Ces
édifices monumentaux sont aujourd’hui admirés, on lève la tête pour noter
l’ogive parfaite, la courbure qui fait toute la différence entre roman et
gothique, l’arc boutant remarquable. La plupart de leurs pierres ne sont plus
d’origine car chacune de ces forteresses a pâti de la curée du peuple venu
quérir son dû après l’abolition des privilèges. Il a pris pierre après pierre
pour construire ses maisons, après avoir travaillé des années, esclaves
volontaires, pour les édifier sous les ordres de contremaîtres, les transporter
sur ces chemins sinueux à peine visibles aujourd’hui, les portant sur le dos ou
sur celui du mulet jusqu’à épuisement. Juste retour des choses.
Le
visiteur s’attarde sur un reste de cheminée, qui paraît encore si grande… sur
une meurtrière, de conception si parfaite pour l’époque, alors même
qu’aujourd’hui on a l’impression qu’elle ne sert pas vraiment à grand-chose… le
visiteur tente d’imaginer des scènes de combats à l’épée dans ces escaliers à
vis, si étroits, si manifestement peu faits pour les attaques autres que celles
que se font les amants par espièglerie, qui se cachent pour mieux se trouver et
tomber dans les bras l’un de l’autre. Mais non, on nous dit que ces escaliers qui
tournent sur la droite étaient pensés pour que l’assaillant, gêné sur sa main
droite par le pas de vis pour batailler à l’épée, finisse par passer l’arme à gauche et ainsi se faire
tuer par le défenseur, qui peut alors facilement lui passer le fil de son épée
du côté du coeur, dévoilé et sans bouclier. Les rares gauchers de l’époque
étaient donc des vainqueurs potentiels, par surprise.
Les
architectes étaient de fins stratèges nous dit-on et ne pensaient que défense,
attaques, surveillance, corridors secrets, murs épais et puits protégés. Les
salles les plus importantes étaient les salles d’armes, les salles de garde, où
l’on mangeait, où l’on priait, où tout était prévu pour diriger les opérations
de guerre.
Les
seigneurs qui commandaient ces châteaux-forts étalaient ainsi leur puissance à
la face du monde : en haut d’une colline, d’un pic, d’une falaise, pour
que ceux qui auraient eu une quelconque velléité de venir pourchasser sur leurs
terres en soient dissuadés d’un seul coup d’œil.

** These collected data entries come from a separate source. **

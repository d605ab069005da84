use crate::domain::coordinate::Coordinate;
use crate::domain::resource::{parse_grid_label, Category, PlacedResource, Resource};
use crate::utils::error::{DeckhandError, Result};
use std::collections::{HashMap, HashSet};

/// Handle into the arena. Ids are never reused; a detached subtree's ids
/// simply become unknown to the tree.
#[derive(Debug, Clone, Copy, PartialEq, Eq, Hash)]
pub struct NodeId(u64);

#[derive(Debug)]
struct Node {
    /// Payload. Invariant: `resource.children` is empty while the node is in
    /// the arena; child structure lives in the `children` id list.
    resource: Resource,
    /// Offset relative to the parent node.
    location: Coordinate,
    parent: Option<NodeId>,
    children: Vec<NodeId>,
}

/// Arena-backed spatial tree with a maintained name index.
///
/// The tree is the sole owner of attached resources: `attach` consumes a
/// `Resource` value and flattens it into nodes, `detach_by_name` folds the
/// subtree back into a value and returns ownership to the caller. Names are
/// unique across the whole tree at all times; the index keeps lookups
/// sub-linear.
#[derive(Debug)]
pub struct ResourceTree {
    nodes: HashMap<NodeId, Node>,
    index: HashMap<String, NodeId>,
    root: NodeId,
    next_id: u64,
}

impl ResourceTree {
    pub fn new(root: Resource) -> Self {
        let mut tree = ResourceTree {
            nodes: HashMap::new(),
            index: HashMap::new(),
            root: NodeId(0),
            next_id: 0,
        };
        let root_id = tree.insert_subtree(None, Coordinate::ZERO, root);
        tree.root = root_id;
        tree
    }

    fn alloc(&mut self) -> NodeId {
        let id = NodeId(self.next_id);
        self.next_id += 1;
        id
    }

    pub fn root(&self) -> NodeId {
        self.root
    }

    pub fn len(&self) -> usize {
        self.nodes.len()
    }

    pub fn is_empty(&self) -> bool {
        self.nodes.is_empty()
    }

    pub fn contains(&self, name: &str) -> bool {
        self.index.contains_key(name)
    }

    /// Name lookup through the index. Absence is not an error.
    pub fn find(&self, name: &str) -> Option<NodeId> {
        self.index.get(name).copied()
    }

    /// Attaches a standalone resource (and everything nested in it) under
    /// `parent` at the given relative offset. Fails without mutating the tree
    /// if any incoming name collides with an attached one or repeats within
    /// the incoming subtree.
    pub fn attach(&mut self, parent: NodeId, location: Coordinate, resource: Resource) -> Result<NodeId> {
        if !self.nodes.contains_key(&parent) {
            return Err(DeckhandError::NotFoundError(
                "attach parent is not in the tree".to_string(),
            ));
        }
        let mut seen = HashSet::new();
        for name in resource.names() {
            if !seen.insert(name) || self.index.contains_key(name) {
                return Err(DeckhandError::DuplicateNameError(name.to_string()));
            }
        }
        Ok(self.insert_subtree(Some(parent), location, resource))
    }

    fn insert_subtree(
        &mut self,
        parent: Option<NodeId>,
        location: Coordinate,
        mut resource: Resource,
    ) -> NodeId {
        let nested = std::mem::take(&mut resource.children);
        let id = self.alloc();
        self.index.insert(resource.name.clone(), id);
        self.nodes.insert(
            id,
            Node {
                resource,
                location,
                parent,
                children: Vec::new(),
            },
        );
        if let Some(parent_id) = parent {
            if let Some(parent_node) = self.nodes.get_mut(&parent_id) {
                parent_node.children.push(id);
            }
        }
        for placed in nested {
            self.insert_subtree(Some(id), placed.location, placed.resource);
        }
        id
    }

    /// Detaches the named subtree and returns its relative offset together
    /// with the re-folded resource value. The parent back-reference does not
    /// survive: the returned value is standalone again.
    pub fn detach_by_name(&mut self, name: &str) -> Result<(Coordinate, Resource)> {
        let id = self
            .find(name)
            .ok_or_else(|| DeckhandError::NotFoundError(name.to_string()))?;
        if id == self.root {
            return Err(DeckhandError::InvalidOperationError {
                message: "cannot detach the deck root".to_string(),
            });
        }
        if let Some(parent_id) = self.nodes[&id].parent {
            if let Some(parent_node) = self.nodes.get_mut(&parent_id) {
                parent_node.children.retain(|child| *child != id);
            }
        }
        Ok(self.fold(id))
    }

    fn fold(&mut self, id: NodeId) -> (Coordinate, Resource) {
        // Entered only with ids owned by the tree.
        let node = match self.nodes.remove(&id) {
            Some(node) => node,
            None => unreachable!("fold of unknown node id"),
        };
        self.index.remove(&node.resource.name);
        let mut resource = node.resource;
        for child_id in node.children {
            let (location, child) = self.fold(child_id);
            resource.children.push(PlacedResource {
                location,
                resource: child,
            });
        }
        (node.location, resource)
    }

    /// Clone of the subtree folded back into value form, without detaching
    /// it. Serialization snapshots are built from these.
    pub fn to_value(&self, id: NodeId) -> PlacedResource {
        let node = &self.nodes[&id];
        let mut resource = node.resource.clone();
        for child_id in &node.children {
            resource.children.push(self.to_value(*child_id));
        }
        PlacedResource {
            location: node.location,
            resource,
        }
    }

    /// Sum of offsets along the path from the root, O(depth).
    pub fn absolute_location(&self, id: NodeId) -> Coordinate {
        let mut location = Coordinate::ZERO;
        let mut current = Some(id);
        while let Some(node_id) = current {
            let node = &self.nodes[&node_id];
            location += node.location;
            current = node.parent;
        }
        location
    }

    pub fn resource(&self, id: NodeId) -> &Resource {
        &self.nodes[&id].resource
    }

    pub fn location(&self, id: NodeId) -> Coordinate {
        self.nodes[&id].location
    }

    pub fn parent(&self, id: NodeId) -> Option<NodeId> {
        self.nodes[&id].parent
    }

    pub fn children(&self, id: NodeId) -> &[NodeId] {
        &self.nodes[&id].children
    }

    pub fn view(&self, id: NodeId) -> ResourceNode<'_> {
        ResourceNode { tree: self, id }
    }
}

/// Read-only view of an attached resource.
#[derive(Clone, Copy)]
pub struct ResourceNode<'a> {
    tree: &'a ResourceTree,
    id: NodeId,
}

impl<'a> ResourceNode<'a> {
    pub fn id(&self) -> NodeId {
        self.id
    }

    pub fn name(&self) -> &'a str {
        &self.tree.resource(self.id).name
    }

    pub fn model(&self) -> Option<&'a str> {
        self.tree.resource(self.id).model.as_deref()
    }

    pub fn category(&self) -> Category {
        self.tree.resource(self.id).category
    }

    pub fn resource(&self) -> &'a Resource {
        self.tree.resource(self.id)
    }

    /// Offset relative to the parent.
    pub fn location(&self) -> Coordinate {
        self.tree.location(self.id)
    }

    /// Absolute deck coordinate.
    pub fn absolute_location(&self) -> Coordinate {
        self.tree.absolute_location(self.id)
    }

    pub fn parent(&self) -> Option<ResourceNode<'a>> {
        self.tree.parent(self.id).map(|id| self.tree.view(id))
    }

    pub fn children(&self) -> Vec<ResourceNode<'a>> {
        self.tree
            .children(self.id)
            .iter()
            .map(|id| self.tree.view(*id))
            .collect()
    }

    /// Occupant of carrier site `index`, if the site exists and holds one.
    pub fn site(&self, index: usize) -> Option<ResourceNode<'a>> {
        let site_id = self.tree.children(self.id).get(index)?;
        if self.tree.resource(*site_id).category != Category::CarrierSite {
            return None;
        }
        let occupant = self.tree.children(*site_id).first()?;
        Some(self.tree.view(*occupant))
    }

    /// Grid item by `"A1"` style label, for itemized resources.
    pub fn item(&self, label: &str) -> Option<ResourceNode<'a>> {
        let grid = self.tree.resource(self.id).grid.as_ref()?;
        let (i, j) = parse_grid_label(label).ok()?;
        if i >= grid.num_x || j >= grid.num_y {
            return None;
        }
        let child = self.tree.children(self.id).get(i * grid.num_y + j)?;
        Some(self.tree.view(*child))
    }
}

Sur ce point, c’est une
réussite : ces forteresses n’ont guère été assiégées et aucun combat n’est venu
accréditer leur invulnérabilité. Elles n’ont servi à rien en somme, sauf à
montrer qu’on était riche, puissant, intouchable. Qu’on avait des milliers de
serfs à disposition pour faire la guerre, pour édifier des châteaux
imprenables, pour cultiver les terres qui appartenaient à celui qui se terrait
dans sa salle d’armes, là tout en haut, face à lui-même et à ses terreurs
d’être un jour jeté du haut de sa tour par les gueux devenus vindicatifs ou par
un seigneur plus puissant encore.
Plus
tard, lassés de ces forteresses ruineuses et inutiles, les rois ont décidé de
faire construire des châteaux d’agrément, de loisirs. De beaux châteaux où l’on
chantait, où l’on dansait, où l’on marivaudait dans les jardins amoureusement
dessinés. Bizarrement, ceux-là sont restés debout et les visiteurs
d’aujourd’hui s’y pressent plus nombreux encore que dans les ruines d’anciennes
forteresses. L’amour plutôt que la guerre. La beauté plutôt que l’efficacité.
Une architecture d’agrément plutôt que de défense. Nos hommes d’état devraient
y songer avant d’ériger des murs de protection contre des envahisseurs en
haillons. Murs d’aujourd’hui aussi inutiles que ceux d’hier.